[j-nsp] full table?

Pavel Lunin plunin at senetsy.ru
Tue Sep 20 15:21:59 EDT 2011


> Is it always necessary to take in a full table?  Why or why not?  In light
> of the Saudi Telekom fiasco I'm curious what others thing.  This question is
> understandably subjective.  We have datacenters with no more than three
> upstreams.  We would obviously have to have a few copies of the table for
> customers that want to receive it from us, but I'm curious if it is still
> necessary to have a full table advertised from every peering.  Several ISP's
> will allow you to filter everything longer than say /20 and then receive a
> default.  Just curious what others think and if anyone is doing this.

1. If you have downstream ASes, than full table is [most probably] 
needed to be not just received but also used for forwarding (this is by 
default, but you can alter, see below). Otherwise loops/blackholes are 
possible in specific scenarios (split customer's AS, etc). Workarounds 
exist for this, but they are rather too complicated to maintain and make 
everyone in NOC to remember how it works. Some folks (especially DCs) 
don't care and just send full table to customers, not having it in data 
plane. For DCs with just few customers with their own ASes, this 
approach works well almost always (until something breaks). When issues 
arise, they troubleshot it and rewrite policies to accept additional 
routes. Not very good, but I saw this many times.

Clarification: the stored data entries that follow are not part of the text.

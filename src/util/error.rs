use axum::{response::{IntoResponse, Response}, http::StatusCode};
use serde::Serialize;
use tracing::error;

#[derive(Debug, Serialize, Clone, Copy, PartialEq, Eq)]
pub enum HandlerErrorKind {
    NotFound,
    Validation,
    Internal,
    Unauthorized,
    Forbidden,
    Conflict,
    BadRequest,
}

impl std::fmt::Display for HandlerErrorKind {
    fn fmt(&self, f: &mut std::fmt::Formatter<'_>) -> std::fmt::Result {
        let s = match self {
            HandlerErrorKind::NotFound => "NotFound",
            HandlerErrorKind::Validation => "Validation",
            HandlerErrorKind::Internal => "Internal",
            HandlerErrorKind::Unauthorized => "Unauthorized",
            HandlerErrorKind::Forbidden => "Forbidden",
            HandlerErrorKind::Conflict => "Conflict",
            HandlerErrorKind::BadRequest => "BadRequest",
        };
        write!(f, "{}", s)
    }
}

/// Error body returned by every handler. `success` is always false so
/// clients can branch on a stable flag.
#[derive(Debug, Serialize)]
pub struct HandlerError {
    pub success: bool,
    pub error: HandlerErrorKind,
    pub message: String,
    pub details: Option<String>,
}

impl HandlerError {
    pub fn new(error: HandlerErrorKind, message: impl Into<String>) -> Self {
        HandlerError {
            success: false,
            error,
            message: message.into(),
            details: None,
        }
    }

    pub fn with_details(mut self, details: impl Into<String>) -> Self {
        self.details = Some(details.into());
        self
    }
}

impl std::fmt::Display for HandlerError {
    fn fmt(&self, f: &mut std::fmt::Formatter<'_>) -> std::fmt::Result {
        write!(f, "{}: {}", self.error, self.message)
    }
}

impl std::error::Error for HandlerError {}

impl IntoResponse for HandlerError {
    fn into_response(self) -> Response {
        let status = match self.error {
            HandlerErrorKind::NotFound => StatusCode::NOT_FOUND,
            HandlerErrorKind::Validation | HandlerErrorKind::BadRequest => StatusCode::BAD_REQUEST,
            HandlerErrorKind::Unauthorized => StatusCode::UNAUTHORIZED,
            HandlerErrorKind::Forbidden => StatusCode::FORBIDDEN,
            HandlerErrorKind::Conflict => StatusCode::CONFLICT,
            HandlerErrorKind::Internal => StatusCode::INTERNAL_SERVER_ERROR,
        };
        let body = axum::Json(self);
        (status, body).into_response()
    }
}

impl From<ServiceError> for HandlerError {
    fn from(err: ServiceError) -> Self {
        match err {
            ServiceError::NotFound(msg) => HandlerError::new(HandlerErrorKind::NotFound, msg),
            ServiceError::Validation { field, message } => {
                HandlerError::new(HandlerErrorKind::Validation, message).with_details(field)
            }
            ServiceError::InvalidInput(msg) => HandlerError::new(HandlerErrorKind::BadRequest, msg),
            ServiceError::AccessDenied(msg) => HandlerError::new(HandlerErrorKind::Forbidden, msg),
            ServiceError::Conflict(msg) => HandlerError::new(HandlerErrorKind::Conflict, msg),
            ServiceError::InternalError(msg) => {
                // Internals stay in the logs, the caller gets a generic message.
                error!("Internal error: {}", msg);
                HandlerError::new(HandlerErrorKind::Internal, "Internal server error")
            }
        }
    }
}

#[derive(Debug, Clone, PartialEq, Eq)]
pub enum ServiceError {
    NotFound(String),
    Validation { field: String, message: String },
    InvalidInput(String),
    AccessDenied(String),
    Conflict(String),
    InternalError(String),
}

impl ServiceError {
    pub fn validation(field: impl Into<String>, message: impl Into<String>) -> Self {
        ServiceError::Validation {
            field: field.into(),
            message: message.into(),
        }
    }
}

impl std::fmt::Display for ServiceError {
    fn fmt(&self, f: &mut std::fmt::Formatter<'_>) -> std::fmt::Result {
        match self {
            ServiceError::NotFound(msg) => write!(f, "Not Found: {}", msg),
            ServiceError::Validation { field, message } => write!(f, "Validation Error on {}: {}", field, message),
            ServiceError::InvalidInput(msg) => write!(f, "Invalid Input: {}", msg),
            ServiceError::AccessDenied(msg) => write!(f, "Access Denied: {}", msg),
            ServiceError::Conflict(msg) => write!(f, "Conflict: {}", msg),
            ServiceError::InternalError(msg) => write!(f, "Internal Error: {}", msg),
        }
    }
}

impl std::error::Error for ServiceError {}

impl From<crate::repository::repository_error::RepositoryError> for ServiceError {
    fn from(err: crate::repository::repository_error::RepositoryError) -> Self {
        use crate::repository::repository_error::RepositoryError;
        match err {
            RepositoryError::NotFound(msg) => ServiceError::NotFound(msg),
            RepositoryError::ValidationError(msg) => ServiceError::InvalidInput(msg),
            RepositoryError::AlreadyExists(msg) => ServiceError::Conflict(msg),
            RepositoryError::DatabaseError(msg) => ServiceError::InternalError(msg),
            RepositoryError::ConnectionError(msg) => ServiceError::InternalError(msg),
            RepositoryError::SerializationError(msg) => ServiceError::InternalError(msg),
            RepositoryError::Generic(e) => ServiceError::InternalError(e.to_string()),
        }
    }
}

impl From<validator::ValidationErrors> for ServiceError {
    fn from(errs: validator::ValidationErrors) -> Self {
        let field = errs
            .field_errors()
            .keys()
            .next()
            .map(|k| k.to_string())
            .unwrap_or_else(|| "payload".to_string());
        ServiceError::Validation {
            field,
            message: format!("Validation error: {}", errs),
        }
    }
}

2. You must remember (people forget these basics surprisingly often), 
that full table, you receive from upstreams or IX-peer, is used to 
_send_ traffic. So when you think it's useful to have full table to 
analyze or somehow intellectually influence traffic balancing across 
uplinks, you must remember that it only relates to traffic going _out_ 
your AS. Every couple of weeks I talk to someone who believes, he needs 
to receive full table, since he wants to "balance traffic". When I ask 
them, how much traffic they send out, it usually turns out to be not 
more than 10% of a single link capacity, and they don't experience any 
problem with it at all. And yes, most of them need to balance incoming 
traffic, but full table has nothing to do with this.

4. Most platform allow using two or more defaults with ECMP enabled. 
Real routers (like MX series) also allow using bandwidth-communities to 
make LB really asymmetrical (30% through ISP1, 70% through ISP2). If you 
need it, say, in case of different uplink capacities (10G and 1G). L3 
switches (e.g. EX series) can't do this because of their much simpler 
(and cheaper) PFEs.

5. It does not depend on ISP, if you want to strip things out the full 
table (this is _your_ import policies), you can write any policy you 
wish, but all these tricks with not receiving "anything longer than" 
eliminates most of the full table advantages. If you want partial table, 
you better filter routes somehow more consciously. E. g. 
international/domestic, routes to your/customers' remote locations, 
routes to ASes, to which you send most of your traffic, etc. Of course, 
you customers won't be much happy, if you send them a partial instead of 
full table. So if you filter something out, you most probably need to 
play games (not without cheating) with forwarding along partial but 
sending full table to customers. See rule number 1: first, be afraid of 
loops and blackholes, second, this is an art and not easy to maintain, 
especially when different NOC shifts have to troubleshoot and resolve 
issues quickly.

6. If, after checking rules 1–5, you are still not sure if you need full 
table — you definitely don't.

Having this said, I'd say, full table is needed because of the 
downstream ASes. Playing the games described above does not worth it.